### Work required
Reproduce the entries below in full and without error.

= = = = =

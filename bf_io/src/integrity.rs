//! Subresource-integrity digests (`sha512-<base64>`), as npm publishes them
//! in `dist.integrity`, verified with a streaming hash. Packages published
//! before SRI only carry `dist.shasum`, a SHA-1 hex digest; see
//! [`Integrity::from_shasum`].

use base64::Engine as _;
use base64::engine::general_purpose::STANDARD;
use sha1::Sha1;
use sha2::{Digest, Sha256, Sha384, Sha512};

use bf_core::Error;

#[derive(Debug, Clone, Copy, PartialEq, Eq, PartialOrd, Ord)]
pub enum Algorithm {
    Sha1,
    Sha256,
    Sha384,
    Sha512,
}

impl Algorithm {
    fn parse(name: &str) -> Option<Self> {
        match name {
            "sha1" => Some(Algorithm::Sha1),
            "sha256" => Some(Algorithm::Sha256),
            "sha384" => Some(Algorithm::Sha384),
            "sha512" => Some(Algorithm::Sha512),
            _ => None,
        }
    }

    pub fn as_str(&self) -> &'static str {
        match self {
            Algorithm::Sha1 => "sha1",
            Algorithm::Sha256 => "sha256",
            Algorithm::Sha384 => "sha384",
            Algorithm::Sha512 => "sha512",
        }
    }
}

#[derive(Debug, Clone, PartialEq, Eq)]
pub struct Integrity {
    pub algorithm: Algorithm,
    /// Base64 digest as published.
    pub digest: String,
}

impl Integrity {
    /// Parses an SRI string. Several space-separated entries may be given;
    /// the strongest supported one wins.
    pub fn parse(sri: &str) -> Result<Self, Error> {
        let mut best: Option<Integrity> = None;
        let mut first_unsupported = None;

        for entry in sri.split_whitespace() {
            let Some((name, digest)) = entry.split_once('-') else {
                first_unsupported.get_or_insert_with(|| entry.to_string());
                continue;
            };
            // Options after '?' are reserved by the SRI grammar.
            let digest = digest.split('?').next().unwrap_or(digest);
            match Algorithm::parse(name) {
                Some(algorithm) if best.as_ref().is_none_or(|b| algorithm > b.algorithm) => {
                    best = Some(Integrity {
                        algorithm,
                        digest: digest.to_string(),
                    });
                }
                Some(_) => {}
                None => {
                    first_unsupported.get_or_insert_with(|| name.to_string());
                }
            }
        }

        best.ok_or_else(|| Error::UnsupportedDigest {
            algorithm: first_unsupported.unwrap_or_else(|| sri.to_string()),
        })
    }

    /// Wraps an npm `dist.shasum` (40 hex chars of SHA-1).
    pub fn from_shasum(shasum: &str) -> Result<Self, Error> {
        let bytes = hex::decode(shasum.trim())
            .ok()
            .filter(|b| b.len() == 20)
            .ok_or_else(|| Error::UnsupportedDigest {
                algorithm: format!("shasum '{shasum}'"),
            })?;
        Ok(Integrity {
            algorithm: Algorithm::Sha1,
            digest: STANDARD.encode(bytes),
        })
    }

    pub fn hasher(&self) -> IntegrityHasher {
        IntegrityHasher::new(self.algorithm)
    }

    pub fn verify(&self, actual: &str, file_name: Option<&str>) -> Result<(), Error> {
        if actual == self.digest {
            return Ok(());
        }
        Err(Error::ChecksumMismatch {
            expected: format!("{}-{}", self.algorithm.as_str(), self.digest),
            actual: format!("{}-{}", self.algorithm.as_str(), actual),
            file_name: file_name.map(str::to_string),
        })
    }
}

pub enum IntegrityHasher {
    Sha1(Sha1),
    Sha256(Sha256),
    Sha384(Sha384),
    Sha512(Sha512),
}

impl IntegrityHasher {
    pub fn new(algorithm: Algorithm) -> Self {
        match algorithm {
            Algorithm::Sha1 => IntegrityHasher::Sha1(Sha1::new()),
            Algorithm::Sha256 => IntegrityHasher::Sha256(Sha256::new()),
            Algorithm::Sha384 => IntegrityHasher::Sha384(Sha384::new()),
            Algorithm::Sha512 => IntegrityHasher::Sha512(Sha512::new()),
        }
    }

    pub fn update(&mut self, chunk: &[u8]) {
        match self {
            IntegrityHasher::Sha1(h) => h.update(chunk),
            IntegrityHasher::Sha256(h) => h.update(chunk),
            IntegrityHasher::Sha384(h) => h.update(chunk),
            IntegrityHasher::Sha512(h) => h.update(chunk),
        }
    }

    /// Base64 digest, comparable with [`Integrity::digest`].
    pub fn finish(self) -> String {
        match self {
            IntegrityHasher::Sha1(h) => STANDARD.encode(h.finalize()),
            IntegrityHasher::Sha256(h) => STANDARD.encode(h.finalize()),
            IntegrityHasher::Sha384(h) => STANDARD.encode(h.finalize()),
            IntegrityHasher::Sha512(h) => STANDARD.encode(h.finalize()),
        }
    }
}

/// SRI string for `data`, used when publishing fixtures and in tests.
pub fn sri_for(algorithm: Algorithm, data: &[u8]) -> String {
    let mut hasher = IntegrityHasher::new(algorithm);
    hasher.update(data);
    format!("{}-{}", algorithm.as_str(), hasher.finish())
}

= = = = =

### Exercise solution
filename bf_io/src/integrity.rs
//! Subresource-integrity digests (`sha512-<base64>`), as npm publishes them
//! in `dist.integrity`, verified with a streaming hash. Packages published
//! before SRI only carry `dist.shasum`, a SHA-1 hex digest; see
//! [`Integrity::from_shasum`].

use base64::Engine as _;
use base64::engine::general_purpose::STANDARD;
use sha1::Sha1;
use sha2::{Digest, Sha256, Sha384, Sha512};

use bf_core::Error;

#[derive(Debug, Clone, Copy, PartialEq, Eq, PartialOrd, Ord)]
pub enum Algorithm {
    Sha1,
    Sha256,
    Sha384,
    Sha512,
}

impl Algorithm {
    fn parse(name: &str) -> Option<Self> {
        match name {
            "sha1" => Some(Algorithm::Sha1),
            "sha256" => Some(Algorithm::Sha256),
            "sha384" => Some(Algorithm::Sha384),
            "sha512" => Some(Algorithm::Sha512),
            _ => None,
        }
    }

    pub fn as_str(&self) -> &'static str {
        match self {
            Algorithm::Sha1 => "sha1",
            Algorithm::Sha256 => "sha256",
            Algorithm::Sha384 => "sha384",
            Algorithm::Sha512 => "sha512",
        }
    }
}

#[derive(Debug, Clone, PartialEq, Eq)]
pub struct Integrity {
    pub algorithm: Algorithm,
    /// Base64 digest as published.
    pub digest: String,
}

impl Integrity {
    /// Parses an SRI string. Several space-separated entries may be given;
    /// the strongest supported one wins.
    pub fn parse(sri: &str) -> Result<Self, Error> {
        let mut best: Option<Integrity> = None;
        let mut first_unsupported = None;

        for entry in sri.split_whitespace() {
            let Some((name, digest)) = entry.split_once('-') else {
                first_unsupported.get_or_insert_with(|| entry.to_string());
                continue;
            };
            // Options after '?' are reserved by the SRI grammar.
            let digest = digest.split('?').next().unwrap_or(digest);
            match Algorithm::parse(name) {
                Some(algorithm) if best.as_ref().is_none_or(|b| algorithm > b.algorithm) => {
                    best = Some(Integrity {
                        algorithm,
                        digest: digest.to_string(),
                    });
                }
                Some(_) => {}
                None => {
                    first_unsupported.get_or_insert_with(|| name.to_string());
                }
            }
        }

        best.ok_or_else(|| Error::UnsupportedDigest {
            algorithm: first_unsupported.unwrap_or_else(|| sri.to_string()),
        })
    }

    /// Wraps an npm `dist.shasum` (40 hex chars of SHA-1).
    pub fn from_shasum(shasum: &str) -> Result<Self, Error> {
        let bytes = hex::decode(shasum.trim())
            .ok()
            .filter(|b| b.len() == 20)
            .ok_or_else(|| Error::UnsupportedDigest {
                algorithm: format!("shasum '{shasum}'"),
            })?;
        Ok(Integrity {
            algorithm: Algorithm::Sha1,
            digest: STANDARD.encode(bytes),
        })
    }

    pub fn hasher(&self) -> IntegrityHasher {
        IntegrityHasher::new(self.algorithm)
    }

    pub fn verify(&self, actual: &str, file_name: Option<&str>) -> Result<(), Error> {
        if actual == self.digest {
            return Ok(());
        }
        Err(Error::ChecksumMismatch {
            expected: format!("{}-{}", self.algorithm.as_str(), self.digest),
            actual: format!("{}-{}", self.algorithm.as_str(), actual),
            file_name: file_name.map(str::to_string),
        })
    }
}

pub enum IntegrityHasher {
    Sha1(Sha1),
    Sha256(Sha256),
    Sha384(Sha384),
    Sha512(Sha512),
}

impl IntegrityHasher {
    pub fn new(algorithm: Algorithm) -> Self {
        match algorithm {
            Algorithm::Sha1 => IntegrityHasher::Sha1(Sha1::new()),
            Algorithm::Sha256 => IntegrityHasher::Sha256(Sha256::new()),
            Algorithm::Sha384 => IntegrityHasher::Sha384(Sha384::new()),
            Algorithm::Sha512 => IntegrityHasher::Sha512(Sha512::new()),
        }
    }

    pub fn update(&mut self, chunk: &[u8]) {
        match self {
            IntegrityHasher::Sha1(h) => h.update(chunk),
            IntegrityHasher::Sha256(h) => h.update(chunk),
            IntegrityHasher::Sha384(h) => h.update(chunk),
            IntegrityHasher::Sha512(h) => h.update(chunk),
        }
    }

    /// Base64 digest, comparable with [`Integrity::digest`].
    pub fn finish(self) -> String {
        match self {
            IntegrityHasher::Sha1(h) => STANDARD.encode(h.finalize()),
            IntegrityHasher::Sha256(h) => STANDARD.encode(h.finalize()),
            IntegrityHasher::Sha384(h) => STANDARD.encode(h.finalize()),
            IntegrityHasher::Sha512(h) => STANDARD.encode(h.finalize()),
        }
    }
}

/// SRI string for `data`, used when publishing fixtures and in tests.
pub fn sri_for(algorithm: Algorithm, data: &[u8]) -> String {
    let mut hasher = IntegrityHasher::new(algorithm);
    hasher.update(data);
    format!("{}-{}", algorithm.as_str(), hasher.finish())
}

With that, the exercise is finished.